Each line below that includes the word "TransportError" is to be reported.
+++ Recorded data +++
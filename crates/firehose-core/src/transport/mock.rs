//! Mock transport for testing.

use std::collections::VecDeque;
use std::sync::{Arc, Mutex};
use std::time::Duration;

use super::traits::{Transport, TransportError};

/// Mock transport for unit testing protocol logic.
///
/// Reads pop scripted chunks in order; an empty queue reads as a timeout,
/// which is exactly what a silent device looks like to the polling loops.
pub struct MockTransport {
    /// Queued read chunks, returned one per `read` call.
    read_queue: Arc<Mutex<VecDeque<Vec<u8>>>>,
    /// Captured writes.
    write_log: Arc<Mutex<Vec<Vec<u8>>>>,
    /// Current read timeout (stored, never actually waited on).
    read_timeout: Arc<Mutex<Duration>>,
    /// Number of `discard_buffers` calls.
    purge_count: Arc<Mutex<usize>>,
    /// Simulated VID/PID.
    vid: u16,
    pid: u16,
    /// Whether device is "connected".
    connected: Arc<Mutex<bool>>,
}

impl MockTransport {
    pub fn new() -> Self {
        Self {
            read_queue: Arc::new(Mutex::new(VecDeque::new())),
            write_log: Arc::new(Mutex::new(Vec::new())),
            read_timeout: Arc::new(Mutex::new(Duration::from_millis(50))),
            purge_count: Arc::new(Mutex::new(0)),
            vid: 0x05C6,
            pid: 0x9008,
            connected: Arc::new(Mutex::new(true)),
        }
    }

    /// Queue raw bytes to be returned on a future read.
    pub fn queue_read(&self, data: &[u8]) {
        self.read_queue.lock().unwrap().push_back(data.to_vec());
    }

    /// Queue a complete Firehose response packet.
    pub fn queue_response(&self, inner: &str) {
        self.queue_read(format!("<?xml version=\"1.0\" encoding=\"UTF-8\" ?><data>{inner}</data>").as_bytes());
    }

    /// Queue a plain `<response value="..."/>` packet.
    pub fn queue_value(&self, value: &str) {
        self.queue_response(&format!("<response value=\"{value}\" />"));
    }

    /// Get all captured writes.
    pub fn writes(&self) -> Vec<Vec<u8>> {
        self.write_log.lock().unwrap().clone()
    }

    /// Captured writes decoded as lossy UTF-8, for command assertions.
    pub fn write_strings(&self) -> Vec<String> {
        self.writes()
            .iter()
            .map(|w| String::from_utf8_lossy(w).into_owned())
            .collect()
    }

    /// Total payload bytes written after the write matching `after`.
    pub fn bytes_written_after(&self, after: &str) -> usize {
        let writes = self.writes();
        let idx = writes
            .iter()
            .position(|w| String::from_utf8_lossy(w).contains(after));
        match idx {
            Some(i) => writes[i + 1..].iter().map(|w| w.len()).sum(),
            None => 0,
        }
    }

    /// Clear captured writes.
    pub fn clear_writes(&self) {
        self.write_log.lock().unwrap().clear();
    }

    /// Number of buffer purges performed so far.
    pub fn purge_count(&self) -> usize {
        *self.purge_count.lock().unwrap()
    }

    /// Simulate device disconnect.
    pub fn disconnect(&self) {
        *self.connected.lock().unwrap() = false;
    }

    /// Simulate device reconnect.
    pub fn reconnect(&self) {
        *self.connected.lock().unwrap() = true;
    }
}

impl Default for MockTransport {
    fn default() -> Self {
        Self::new()
    }
}

impl Transport for MockTransport {
    fn write(&self, data: &[u8]) -> Result<usize, TransportError> {
        if !*self.connected.lock().unwrap() {
            return Err(TransportError::Disconnected);
        }
        self.write_log.lock().unwrap().push(data.to_vec());
        Ok(data.len())
    }

    fn read(&self, max_len: usize) -> Result<Vec<u8>, TransportError> {
        if !*self.connected.lock().unwrap() {
            return Err(TransportError::Disconnected);
        }
        let mut queue = self.read_queue.lock().unwrap();
        match queue.pop_front() {
            Some(mut chunk) => {
                if chunk.len() > max_len {
                    // Requeue the tail so partial reads behave like a real port.
                    let rest = chunk.split_off(max_len);
                    queue.push_front(rest);
                }
                Ok(chunk)
            }
            None => Err(TransportError::Timeout {
                timeout_ms: self.read_timeout().as_millis() as u64,
            }),
        }
    }

    fn set_read_timeout(&self, timeout: Duration) {
        *self.read_timeout.lock().unwrap() = timeout;
    }

    fn read_timeout(&self) -> Duration {
        *self.read_timeout.lock().unwrap()
    }

    fn discard_buffers(&self) {
        // Queued chunks model responses the device has not sent yet, so a
        // purge counts the call but leaves the script intact.
        *self.purge_count.lock().unwrap() += 1;
    }

    fn is_connected(&self) -> bool {
        *self.connected.lock().unwrap()
    }

    fn vendor_id(&self) -> u16 {
        self.vid
    }

    fn product_id(&self) -> u16 {
        self.pid
    }
}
+++
• Solution
use super::traits::{Transport, TransportError};
    fn write(&self, data: &[u8]) -> Result<usize, TransportError> {
            return Err(TransportError::Disconnected);
    fn read(&self, max_len: usize) -> Result<Vec<u8>, TransportError> {
            return Err(TransportError::Disconnected);
            None => Err(TransportError::Timeout {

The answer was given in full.